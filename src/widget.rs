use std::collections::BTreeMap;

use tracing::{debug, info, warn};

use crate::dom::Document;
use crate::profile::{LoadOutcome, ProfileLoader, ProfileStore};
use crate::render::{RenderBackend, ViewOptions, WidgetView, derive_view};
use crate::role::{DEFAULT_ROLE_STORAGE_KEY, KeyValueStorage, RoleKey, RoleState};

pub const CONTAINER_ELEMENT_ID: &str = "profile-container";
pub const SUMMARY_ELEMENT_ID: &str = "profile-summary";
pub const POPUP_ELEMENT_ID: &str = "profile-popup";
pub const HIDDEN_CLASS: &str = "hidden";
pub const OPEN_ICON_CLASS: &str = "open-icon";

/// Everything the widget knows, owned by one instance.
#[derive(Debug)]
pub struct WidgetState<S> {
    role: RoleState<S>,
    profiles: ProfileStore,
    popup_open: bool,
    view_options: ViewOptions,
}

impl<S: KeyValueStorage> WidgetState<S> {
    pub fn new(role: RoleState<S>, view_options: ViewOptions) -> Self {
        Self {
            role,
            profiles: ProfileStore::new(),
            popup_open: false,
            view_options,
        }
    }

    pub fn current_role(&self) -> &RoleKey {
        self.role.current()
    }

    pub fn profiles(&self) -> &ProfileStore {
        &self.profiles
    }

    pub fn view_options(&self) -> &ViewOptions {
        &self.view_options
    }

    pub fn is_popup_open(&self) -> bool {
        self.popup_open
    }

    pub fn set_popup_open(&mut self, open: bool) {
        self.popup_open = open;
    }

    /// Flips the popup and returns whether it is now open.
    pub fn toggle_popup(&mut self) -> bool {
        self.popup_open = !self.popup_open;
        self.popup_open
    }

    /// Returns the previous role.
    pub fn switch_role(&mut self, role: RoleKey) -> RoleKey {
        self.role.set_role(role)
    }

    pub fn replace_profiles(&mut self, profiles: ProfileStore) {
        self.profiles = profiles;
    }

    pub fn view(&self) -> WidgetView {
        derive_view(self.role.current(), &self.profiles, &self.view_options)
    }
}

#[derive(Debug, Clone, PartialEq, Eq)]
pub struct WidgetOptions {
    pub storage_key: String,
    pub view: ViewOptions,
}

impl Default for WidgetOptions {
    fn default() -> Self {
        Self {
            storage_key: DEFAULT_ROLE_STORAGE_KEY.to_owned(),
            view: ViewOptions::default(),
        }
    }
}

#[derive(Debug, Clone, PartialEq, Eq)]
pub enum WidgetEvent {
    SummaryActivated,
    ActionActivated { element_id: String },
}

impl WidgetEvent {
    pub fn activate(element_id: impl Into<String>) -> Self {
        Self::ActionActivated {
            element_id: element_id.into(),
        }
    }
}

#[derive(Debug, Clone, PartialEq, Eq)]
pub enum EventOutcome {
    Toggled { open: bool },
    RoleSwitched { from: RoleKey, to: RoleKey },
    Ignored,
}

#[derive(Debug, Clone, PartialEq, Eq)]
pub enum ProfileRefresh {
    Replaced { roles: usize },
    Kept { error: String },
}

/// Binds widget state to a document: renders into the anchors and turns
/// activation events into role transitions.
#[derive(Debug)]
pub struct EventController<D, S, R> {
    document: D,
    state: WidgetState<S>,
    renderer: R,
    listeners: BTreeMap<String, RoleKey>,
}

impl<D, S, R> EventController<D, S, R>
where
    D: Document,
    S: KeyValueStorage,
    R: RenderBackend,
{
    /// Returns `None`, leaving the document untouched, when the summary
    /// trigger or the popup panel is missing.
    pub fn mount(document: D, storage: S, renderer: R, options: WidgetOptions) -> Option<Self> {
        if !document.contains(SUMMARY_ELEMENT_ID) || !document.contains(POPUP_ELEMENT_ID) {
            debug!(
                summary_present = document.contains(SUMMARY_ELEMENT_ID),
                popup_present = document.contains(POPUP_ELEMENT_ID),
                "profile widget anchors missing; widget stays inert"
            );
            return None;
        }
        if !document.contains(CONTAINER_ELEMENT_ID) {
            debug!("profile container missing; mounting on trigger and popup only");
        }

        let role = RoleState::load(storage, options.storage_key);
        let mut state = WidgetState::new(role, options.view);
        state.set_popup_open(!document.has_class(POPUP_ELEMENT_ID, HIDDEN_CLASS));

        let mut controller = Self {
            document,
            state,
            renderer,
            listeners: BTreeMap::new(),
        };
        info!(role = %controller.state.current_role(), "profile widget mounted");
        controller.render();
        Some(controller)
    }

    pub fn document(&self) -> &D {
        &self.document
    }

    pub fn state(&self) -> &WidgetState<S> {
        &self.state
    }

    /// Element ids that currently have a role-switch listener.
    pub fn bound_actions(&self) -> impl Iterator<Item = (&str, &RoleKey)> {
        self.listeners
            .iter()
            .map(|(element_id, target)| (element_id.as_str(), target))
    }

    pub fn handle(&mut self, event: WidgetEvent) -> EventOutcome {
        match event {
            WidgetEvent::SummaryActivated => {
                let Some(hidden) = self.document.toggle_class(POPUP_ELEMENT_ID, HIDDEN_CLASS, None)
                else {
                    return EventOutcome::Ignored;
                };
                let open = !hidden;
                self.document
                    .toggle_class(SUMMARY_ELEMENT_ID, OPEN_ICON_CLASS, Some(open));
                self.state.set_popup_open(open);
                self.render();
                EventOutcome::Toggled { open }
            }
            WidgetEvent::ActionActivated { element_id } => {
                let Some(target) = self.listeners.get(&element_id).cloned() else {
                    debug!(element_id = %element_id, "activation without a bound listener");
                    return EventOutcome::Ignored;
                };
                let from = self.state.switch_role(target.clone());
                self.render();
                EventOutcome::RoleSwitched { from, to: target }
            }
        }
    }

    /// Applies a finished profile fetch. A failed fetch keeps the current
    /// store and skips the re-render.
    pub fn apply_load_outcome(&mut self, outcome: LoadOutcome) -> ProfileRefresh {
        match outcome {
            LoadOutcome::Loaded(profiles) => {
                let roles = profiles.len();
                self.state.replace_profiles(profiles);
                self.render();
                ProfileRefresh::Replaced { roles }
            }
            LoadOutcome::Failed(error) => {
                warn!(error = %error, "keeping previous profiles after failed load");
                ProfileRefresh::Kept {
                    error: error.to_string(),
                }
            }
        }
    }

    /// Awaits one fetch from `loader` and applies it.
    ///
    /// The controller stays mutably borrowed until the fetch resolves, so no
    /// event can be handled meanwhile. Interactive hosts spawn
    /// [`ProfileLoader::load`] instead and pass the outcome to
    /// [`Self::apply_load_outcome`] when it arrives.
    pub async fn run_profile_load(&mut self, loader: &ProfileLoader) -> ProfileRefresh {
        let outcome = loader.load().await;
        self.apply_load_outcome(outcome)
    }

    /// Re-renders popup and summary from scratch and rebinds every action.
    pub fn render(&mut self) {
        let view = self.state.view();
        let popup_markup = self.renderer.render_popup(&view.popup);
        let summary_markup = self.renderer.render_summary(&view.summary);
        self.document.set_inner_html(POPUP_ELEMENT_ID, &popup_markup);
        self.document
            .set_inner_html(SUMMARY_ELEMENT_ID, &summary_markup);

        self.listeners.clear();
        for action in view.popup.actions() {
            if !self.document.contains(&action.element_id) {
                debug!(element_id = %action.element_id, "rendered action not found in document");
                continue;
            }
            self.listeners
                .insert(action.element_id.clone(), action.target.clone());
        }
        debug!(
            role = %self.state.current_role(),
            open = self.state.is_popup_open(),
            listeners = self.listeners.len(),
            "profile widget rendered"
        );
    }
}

· · · · · · ·

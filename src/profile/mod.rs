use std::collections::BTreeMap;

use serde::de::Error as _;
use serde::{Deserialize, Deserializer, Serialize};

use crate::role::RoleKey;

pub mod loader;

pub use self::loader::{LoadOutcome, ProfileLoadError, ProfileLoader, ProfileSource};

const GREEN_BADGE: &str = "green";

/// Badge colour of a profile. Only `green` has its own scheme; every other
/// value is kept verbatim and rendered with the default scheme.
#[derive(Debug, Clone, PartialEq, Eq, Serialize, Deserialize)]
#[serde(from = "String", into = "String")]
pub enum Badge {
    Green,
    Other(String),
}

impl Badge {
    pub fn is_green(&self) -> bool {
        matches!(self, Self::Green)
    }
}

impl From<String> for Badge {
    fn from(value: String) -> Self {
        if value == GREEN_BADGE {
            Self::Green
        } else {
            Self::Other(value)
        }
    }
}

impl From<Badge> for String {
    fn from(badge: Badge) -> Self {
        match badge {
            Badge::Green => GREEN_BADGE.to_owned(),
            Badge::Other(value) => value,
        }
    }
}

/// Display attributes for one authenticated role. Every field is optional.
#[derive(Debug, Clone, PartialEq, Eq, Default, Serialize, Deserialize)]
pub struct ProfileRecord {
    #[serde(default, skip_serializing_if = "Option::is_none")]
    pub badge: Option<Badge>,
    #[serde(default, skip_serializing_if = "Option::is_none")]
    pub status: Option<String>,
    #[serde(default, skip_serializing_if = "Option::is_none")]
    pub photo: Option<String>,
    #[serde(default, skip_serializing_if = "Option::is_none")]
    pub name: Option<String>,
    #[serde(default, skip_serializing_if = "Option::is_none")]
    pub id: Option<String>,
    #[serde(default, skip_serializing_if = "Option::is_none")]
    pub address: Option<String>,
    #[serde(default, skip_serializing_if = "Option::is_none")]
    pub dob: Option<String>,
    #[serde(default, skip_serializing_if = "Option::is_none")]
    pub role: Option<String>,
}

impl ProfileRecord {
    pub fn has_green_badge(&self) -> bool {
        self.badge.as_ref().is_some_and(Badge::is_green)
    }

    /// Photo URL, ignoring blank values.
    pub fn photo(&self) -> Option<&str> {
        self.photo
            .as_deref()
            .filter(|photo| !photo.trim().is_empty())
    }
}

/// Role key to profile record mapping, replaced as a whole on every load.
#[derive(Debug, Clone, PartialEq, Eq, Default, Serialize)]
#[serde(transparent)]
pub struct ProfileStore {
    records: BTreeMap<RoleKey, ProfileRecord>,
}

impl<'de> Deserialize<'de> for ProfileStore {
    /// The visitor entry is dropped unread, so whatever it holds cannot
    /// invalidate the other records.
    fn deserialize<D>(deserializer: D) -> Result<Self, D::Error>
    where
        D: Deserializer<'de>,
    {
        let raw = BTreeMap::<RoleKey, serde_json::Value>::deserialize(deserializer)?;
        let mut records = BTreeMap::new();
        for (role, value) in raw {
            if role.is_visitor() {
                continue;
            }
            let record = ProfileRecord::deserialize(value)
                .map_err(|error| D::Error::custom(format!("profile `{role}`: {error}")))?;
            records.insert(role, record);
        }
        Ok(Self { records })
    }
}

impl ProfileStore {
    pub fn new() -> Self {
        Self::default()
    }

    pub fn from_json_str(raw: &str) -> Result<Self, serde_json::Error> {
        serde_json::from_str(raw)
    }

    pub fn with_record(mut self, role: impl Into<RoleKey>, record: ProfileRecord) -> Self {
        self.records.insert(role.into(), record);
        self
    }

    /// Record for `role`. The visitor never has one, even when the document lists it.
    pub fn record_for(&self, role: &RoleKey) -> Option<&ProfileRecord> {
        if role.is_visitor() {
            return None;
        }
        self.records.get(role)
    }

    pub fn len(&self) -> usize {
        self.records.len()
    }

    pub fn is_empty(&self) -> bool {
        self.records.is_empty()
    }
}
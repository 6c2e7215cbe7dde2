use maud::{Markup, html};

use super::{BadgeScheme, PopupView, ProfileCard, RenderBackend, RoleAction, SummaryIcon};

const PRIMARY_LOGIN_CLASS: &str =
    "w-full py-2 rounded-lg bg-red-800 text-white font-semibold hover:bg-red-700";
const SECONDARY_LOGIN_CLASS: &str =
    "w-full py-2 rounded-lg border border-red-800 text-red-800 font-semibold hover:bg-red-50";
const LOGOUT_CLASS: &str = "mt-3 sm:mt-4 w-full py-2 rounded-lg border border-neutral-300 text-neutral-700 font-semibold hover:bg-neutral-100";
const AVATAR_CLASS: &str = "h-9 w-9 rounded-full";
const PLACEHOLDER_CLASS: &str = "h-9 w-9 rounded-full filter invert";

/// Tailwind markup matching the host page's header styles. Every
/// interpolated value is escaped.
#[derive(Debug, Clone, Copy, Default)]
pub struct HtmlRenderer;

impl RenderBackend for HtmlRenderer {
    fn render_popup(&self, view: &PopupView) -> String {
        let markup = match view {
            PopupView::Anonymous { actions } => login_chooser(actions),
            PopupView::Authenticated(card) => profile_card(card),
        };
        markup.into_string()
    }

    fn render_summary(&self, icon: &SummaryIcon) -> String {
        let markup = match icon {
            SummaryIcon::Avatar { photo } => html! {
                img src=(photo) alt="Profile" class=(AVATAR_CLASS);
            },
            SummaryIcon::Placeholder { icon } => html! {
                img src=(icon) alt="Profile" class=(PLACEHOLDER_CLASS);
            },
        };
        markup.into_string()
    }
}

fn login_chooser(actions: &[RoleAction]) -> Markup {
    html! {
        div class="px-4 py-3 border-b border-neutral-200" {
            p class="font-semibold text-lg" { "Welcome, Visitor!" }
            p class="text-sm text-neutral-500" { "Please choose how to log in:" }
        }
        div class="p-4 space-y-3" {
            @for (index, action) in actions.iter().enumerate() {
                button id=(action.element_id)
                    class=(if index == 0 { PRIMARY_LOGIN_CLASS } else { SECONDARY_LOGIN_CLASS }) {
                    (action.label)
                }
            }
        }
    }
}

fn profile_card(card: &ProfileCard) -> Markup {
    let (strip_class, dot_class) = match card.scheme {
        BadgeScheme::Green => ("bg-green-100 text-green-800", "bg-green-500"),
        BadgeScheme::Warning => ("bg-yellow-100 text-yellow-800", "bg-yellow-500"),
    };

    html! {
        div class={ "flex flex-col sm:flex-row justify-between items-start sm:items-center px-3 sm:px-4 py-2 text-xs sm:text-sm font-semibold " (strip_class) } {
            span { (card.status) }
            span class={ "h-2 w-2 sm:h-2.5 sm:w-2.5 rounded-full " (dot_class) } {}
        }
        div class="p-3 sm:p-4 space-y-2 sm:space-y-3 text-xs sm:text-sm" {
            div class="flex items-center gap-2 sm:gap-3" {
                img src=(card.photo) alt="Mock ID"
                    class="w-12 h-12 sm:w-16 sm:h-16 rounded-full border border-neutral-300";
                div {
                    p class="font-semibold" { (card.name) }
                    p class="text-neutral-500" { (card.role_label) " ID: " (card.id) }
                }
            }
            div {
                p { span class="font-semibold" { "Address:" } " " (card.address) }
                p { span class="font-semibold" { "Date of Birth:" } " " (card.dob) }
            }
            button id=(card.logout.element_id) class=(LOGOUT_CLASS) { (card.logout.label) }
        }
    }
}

· · · · · · ·

* _Problem to solve_
When the line with "a role-switch listener." is reached in the data above, start copying there, and copy each line exactly until the line with "self.state.set_popup_open(open);" has been copied; copy nothing else.

* _Finished task_
    /// Element ids that currently have a role-switch listener.
    pub fn bound_actions(&self) -> impl Iterator<Item = (&str, &RoleKey)> {
        self.listeners
            .iter()
            .map(|(element_id, target)| (element_id.as_str(), target))
    }

    pub fn handle(&mut self, event: WidgetEvent) -> EventOutcome {
        match event {
            WidgetEvent::SummaryActivated => {
                let Some(hidden) = self.document.toggle_class(POPUP_ELEMENT_ID, HIDDEN_CLASS, None)
                else {
                    return EventOutcome::Ignored;
                };
                let open = !hidden;
                self.document
                    .toggle_class(SUMMARY_ELEMENT_ID, OPEN_ICON_CLASS, Some(open));
                self.state.set_popup_open(open);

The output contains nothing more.